Material supplied:
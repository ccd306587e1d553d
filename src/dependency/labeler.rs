//! Dependency labelling
//!
//! `<GRLAB>` rules are grouped by the constituent label of the governing
//! word. For each child of a node, the rules of the node's group are tried
//! in file order; the first whose conditions all hold names the relation.

use std::path::Path;
use std::sync::Arc;

use rustc_hash::FxHashMap;

use super::rules::{load_classes, load_sets, EvalContext, RuleExpression, TermSets, WordClasses};
use super::semdb::{FileSemanticDb, SemanticDb};
use crate::diagnostics::{DiagnosticCode, LoadReport};
use crate::errors::Result;
use crate::sections::{read_sections, SectionLines};
use crate::tree::NodeId;
use crate::types::{DepTree, ParseTree, Sentence};

/// Relation given to the root.
pub const TOP_LABEL: &str = "top";
/// Relation given when the governor's group has no matching rule.
pub const NO_MATCH_LABEL: &str = "modnomatch";
/// Relation given when the governor's label has no rule group.
pub const NO_RULE_LABEL: &str = "modnorule";

/// One `ancestorLabel label cond...` line.
#[derive(Debug, Clone)]
pub struct LabelRule {
    pub line: usize,
    pub ancestor: String,
    pub label: String,
    pub expression: RuleExpression,
}

/// Names dependency relations with `<GRLAB>` rules.
#[derive(Debug, Clone)]
pub struct Labeler {
    rules: FxHashMap<String, Vec<LabelRule>>,
    classes: Arc<WordClasses>,
    semdb: Option<Arc<dyn SemanticDb>>,
}

impl Labeler {
    /// Load `<CLASS>`, `<SETS>`, `<SEMDB>` and `<GRLAB>` sections. Database
    /// files are resolved against `base_dir`.
    pub fn from_text(text: &str, origin: impl Into<String>, base_dir: Option<&Path>) -> Result<Self> {
        let mut report = LoadReport::new(origin);
        let sections = read_sections(text, &mut report);
        let classes = Arc::new(load_classes(sections.get("CLASS"), base_dir, &mut report));
        let sets = load_sets(sections.get("SETS"), &mut report);
        let semdb = load_semdb(sections.get("SEMDB"), base_dir, &mut report);
        let labeler = Self::from_section(sections.get("GRLAB"), classes, &sets, semdb, &mut report);
        report.finish(labeler)
    }

    pub(crate) fn from_section(
        lines: Option<&SectionLines<'_>>,
        classes: Arc<WordClasses>,
        sets: &TermSets,
        semdb: Option<Arc<dyn SemanticDb>>,
        report: &mut LoadReport,
    ) -> Self {
        let mut rules: FxHashMap<String, Vec<LabelRule>> = FxHashMap::default();
        for &(lineno, line) in lines.into_iter().flatten() {
            let mut fields = line.split_whitespace();
            let (Some(ancestor), Some(label)) = (fields.next(), fields.next()) else {
                report.error(
                    DiagnosticCode::Syntax,
                    Some(lineno),
                    format!("expected 'ancestorLabel label condition...', found '{line}'"),
                );
                continue;
            };
            let mut conditions = Vec::new();
            let mut ok = true;
            while let Some(field) = fields.next() {
                let cond = if field.eq_ignore_ascii_case("NOT") {
                    match fields.next() {
                        Some(next) => format!("NOT {next}"),
                        None => {
                            report.error(DiagnosticCode::Syntax, Some(lineno), "NOT without a condition");
                            ok = false;
                            break;
                        }
                    }
                } else {
                    field.to_string()
                };
                match RuleExpression::parse_condition_with_sets(&cond, semdb.is_some(), sets) {
                    Ok(e) => conditions.push(e),
                    Err((code, msg)) => {
                        report.error(code, Some(lineno), msg);
                        ok = false;
                    }
                }
            }
            if ok {
                rules.entry(ancestor.to_string()).or_default().push(LabelRule {
                    line: lineno,
                    ancestor: ancestor.to_string(),
                    label: label.to_string(),
                    expression: RuleExpression::And(conditions),
                });
            }
        }
        Self { rules, classes, semdb }
    }

    pub fn n_rules(&self) -> usize {
        self.rules.values().map(Vec::len).sum()
    }

    pub fn has_semantic_db(&self) -> bool {
        self.semdb.is_some()
    }

    /// Set the relation of every node of `deps`. Conditions see the parse
    /// tree the nodes link to and the sentence words.
    pub fn label(&self, deps: &mut DepTree, parse: &ParseTree, sentence: &Sentence) {
        let root = deps.root();
        let mut labels = vec![(root, TOP_LABEL.to_string())];
        {
            let ctx = EvalContext {
                deps: &*deps,
                parse,
                sentence,
                classes: &self.classes,
                semdb: self.semdb.as_deref(),
            };
            self.label_children(&ctx, root, &mut labels);
        }
        for (node, label) in labels {
            deps.get_mut(node).label = label;
        }
    }

    fn label_children(&self, ctx: &EvalContext<'_>, ancestor: NodeId, out: &mut Vec<(NodeId, String)>) {
        let group = &ctx.parse.get(ctx.deps.get(ancestor).link).label;
        for &child in ctx.deps.children(ancestor) {
            let label = match self.rules.get(group) {
                Some(rules) => match rules.iter().find(|r| r.expression.check(ctx, ancestor, child)) {
                    Some(rule) => {
                        tracing::trace!(line = rule.line, label = %rule.label, "dependency labelled");
                        rule.label.clone()
                    }
                    None => NO_MATCH_LABEL.to_string(),
                },
                None => NO_RULE_LABEL.to_string(),
            };
            out.push((child, label));
            self.label_children(ctx, child, out);
        }
    }
}

/// Read `SenseFile path` and `WNFile path` lines.
pub(crate) fn load_semdb(
    lines: Option<&SectionLines<'_>>,
    base_dir: Option<&Path>,
    report: &mut LoadReport,
) -> Option<Arc<dyn SemanticDb>> {
    let lines = lines?;
    let resolve = |f: &str| match base_dir {
        Some(dir) => dir.join(f),
        None => Path::new(f).to_path_buf(),
    };
    let mut sense_file = None;
    let mut wordnet_file = None;
    for &(lineno, line) in lines {
        let mut fields = line.split_whitespace();
        match (fields.next(), fields.next()) {
            (Some("SenseFile"), Some(f)) => sense_file = Some(resolve(f)),
            (Some("WNFile"), Some(f)) => wordnet_file = Some(resolve(f)),
            (Some(key), _) => report.warning(
                DiagnosticCode::UnknownName,
                Some(lineno),
                format!("unknown <SEMDB> parameter '{key}'"),
            ),
            (None, _) => {}
        }
    }
    if sense_file.is_none() && wordnet_file.is_none() {
        return None;
    }
    match FileSemanticDb::from_files(sense_file.as_deref(), wordnet_file.as_deref()) {
        Ok(db) => Some(Arc::new(db)),
        Err(e) => {
            report.error(DiagnosticCode::UnreadableFile, None, format!("semantic database: {e}"));
            None
        }
    }
}

#[cfg(test)]
mod tests {
    use super::*;
    use crate::types::{Analysis, DepNode, ParseNode, Word};
    use pretty_assertions::assert_eq;

    /// `come` governs `perro` (sn, left) and `carne` (sn, right); `carne`
    /// governs `roja` (s-a-ms).
    fn fixture() -> (Sentence, ParseTree, DepTree) {
        let words = [
            ("perro", "perro", "NCMS000"),
            ("come", "comer", "VMIP3S0"),
            ("carne", "carne", "NCFS000"),
            ("roja", "rojo", "AQ0FS0"),
        ];
        let mut pos = 0;
        let sentence = Sentence::new(
            words
                .iter()
                .map(|(f, l, t)| {
                    let w = Word::new(*f).with_span(pos, pos + f.len()).with_analysis(Analysis::new(*l, *t));
                    pos += f.len() + 1;
                    w
                })
                .collect(),
        );
        let mut parse = ParseTree::new(ParseNode::new("grup-verb"));
        let sn1 = parse.add_child(0, ParseNode::new("sn"));
        let sn2 = parse.add_child(0, ParseNode::new("sn"));
        let adj = parse.add_child(sn2, ParseNode::new("s-a-ms"));

        let node = |word, link| DepNode { label: String::new(), word, link, chunk: 0 };
        let mut deps = DepTree::new(node(1, 0));
        deps.add_child(0, node(0, sn1));
        let carne = deps.add_child(0, node(2, sn2));
        deps.add_child(carne, node(3, adj));
        (sentence, parse, deps)
    }

    fn labels(deps: &DepTree, sentence: &Sentence) -> Vec<(String, String)> {
        deps.iter()
            .map(|(_, n)| (sentence.words[n.word].form.clone(), n.label.clone()))
            .collect()
    }

    #[test]
    fn test_labelling() {
        let text = "<GRLAB>\n\
                    grup-verb subj d.label=sn d.side=left\n\
                    grup-verb dobj d.label=sn d.side=right\n\
                    </GRLAB>\n";
        let labeler = Labeler::from_text(text, "t", None).unwrap();
        assert_eq!(labeler.n_rules(), 2);
        let (s, p, mut d) = fixture();
        labeler.label(&mut d, &p, &s);
        assert_eq!(
            labels(&d, &s),
            vec![
                ("come".to_string(), "top".to_string()),
                ("perro".to_string(), "subj".to_string()),
                ("carne".to_string(), "dobj".to_string()),
                // carne links to an sn, which has no rule group
                ("roja".to_string(), "modnorule".to_string()),
            ]
        );
    }

    #[test]
    fn test_first_rule_wins_and_no_match() {
        let text = "<GRLAB>\n\
                    grup-verb first p.lemma=comer\n\
                    grup-verb second p.lemma=comer\n\
                    sn adj d.lemma=verde\n\
                    </GRLAB>\n";
        let labeler = Labeler::from_text(text, "t", None).unwrap();
        let (s, p, mut d) = fixture();
        labeler.label(&mut d, &p, &s);
        let got = labels(&d, &s);
        assert_eq!(got[1].1, "first");
        assert_eq!(got[2].1, "first");
        assert_eq!(got[3].1, NO_MATCH_LABEL);
    }

    #[test]
    fn test_classes_and_semdb_section() {
        let dir = tempfile::tempdir().unwrap();
        std::fs::write(dir.path().join("senses.txt"), "W:carne:n c1\nS:c1:n carne chicha\n").unwrap();
        std::fs::write(dir.path().join("wn.txt"), "c1:n - noun.food Substance\n").unwrap();
        let text = "<CLASS>\nfood carne\n</CLASS>\n\
                    <SEMDB>\nSenseFile senses.txt\nWNFile wn.txt\n</SEMDB>\n\
                    <GRLAB>\n\
                    grup-verb eaten d.class=food d.semfile=noun.food d.synon=chicha\n\
                    grup-verb other d.label=sn\n\
                    </GRLAB>\n";
        let labeler = Labeler::from_text(text, "t", Some(dir.path())).unwrap();
        assert!(labeler.has_semantic_db());
        let (s, p, mut d) = fixture();
        labeler.label(&mut d, &p, &s);
        let got = labels(&d, &s);
        assert_eq!(got[1].1, "other");
        assert_eq!(got[2].1, "eaten");
    }

    #[test]
    fn test_semantic_predicate_without_db_is_rejected() {
        let text = "<GRLAB>\ngrup-verb x d.tonto=Human\ngrup-verb y d.colour=red\nlonely\n</GRLAB>\n";
        let err = Labeler::from_text(text, "t", None).unwrap_err();
        let report = err.report().unwrap();
        assert!(report.has_code(DiagnosticCode::MissingSemanticDb));
        assert!(report.has_code(DiagnosticCode::UnknownName));
        assert_eq!(report.errors().count(), 3);
    }

    #[test]
    fn test_sets_and_not_prefix() {
        let text = "<SETS>\nMEAT carne pollo\n</SETS>\n\
                    <GRLAB>\n\
                    grup-verb dobj d.lemma=$MEAT\n\
                    grup-verb subj NOT d.lemma=$MEAT d.side=left\n\
                    sn mod not d.label=sn\n\
                    </GRLAB>\n";
        let labeler = Labeler::from_text(text, "t", None).unwrap();
        assert_eq!(labeler.n_rules(), 3);
        let (s, p, mut d) = fixture();
        labeler.label(&mut d, &p, &s);
        let got: Vec<String> = labels(&d, &s).into_iter().map(|(_, l)| l).collect();
        assert_eq!(got, vec!["top", "subj", "dobj", "mod"]);
    }

    #[test]
    fn test_undefined_set_and_dangling_not() {
        let text = "<SETS>\nLONELY\n</SETS>\n\
                    <GRLAB>\n\
                    grup-verb x d.lemma=$FRUIT\n\
                    grup-verb y d.side=left NOT\n\
                    </GRLAB>\n";
        let err = Labeler::from_text(text, "t", None).unwrap_err();
        let report = err.report().unwrap();
        assert!(report.has_code(DiagnosticCode::UndefinedSet));
        let lines: Vec<Option<usize>> = report.errors().map(|d| d.line).collect();
        assert_eq!(lines, vec![Some(2), Some(5), Some(6)]);
    }

    #[test]
    fn test_unreadable_semdb() {
        let text = "<SEMDB>\nSenseFile /nonexistent/senses.txt\nColour red\n</SEMDB>\n";
        let err = Labeler::from_text(text, "t", None).unwrap_err();
        let report = err.report().unwrap();
        assert!(report.has_code(DiagnosticCode::UnreadableFile));
        assert_eq!(report.warnings().count(), 1);
    }
}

Task description:
Of all the entries above, output exactly the lines between the one holding "use pretty_assertions::assert_eq;" and the one holding "pos += f.len() + 1;", inclusive.

Result for this task:
    use pretty_assertions::assert_eq;

    /// `come` governs `perro` (sn, left) and `carne` (sn, right); `carne`
    /// governs `roja` (s-a-ms).
    fn fixture() -> (Sentence, ParseTree, DepTree) {
        let words = [
            ("perro", "perro", "NCMS000"),
            ("come", "comer", "VMIP3S0"),
            ("carne", "carne", "NCFS000"),
            ("roja", "rojo", "AQ0FS0"),
        ];
        let mut pos = 0;
        let sentence = Sentence::new(
            words
                .iter()
                .map(|(f, l, t)| {
                    let w = Word::new(*f).with_span(pos, pos + f.len()).with_analysis(Analysis::new(*l, *t));
                    pos += f.len() + 1;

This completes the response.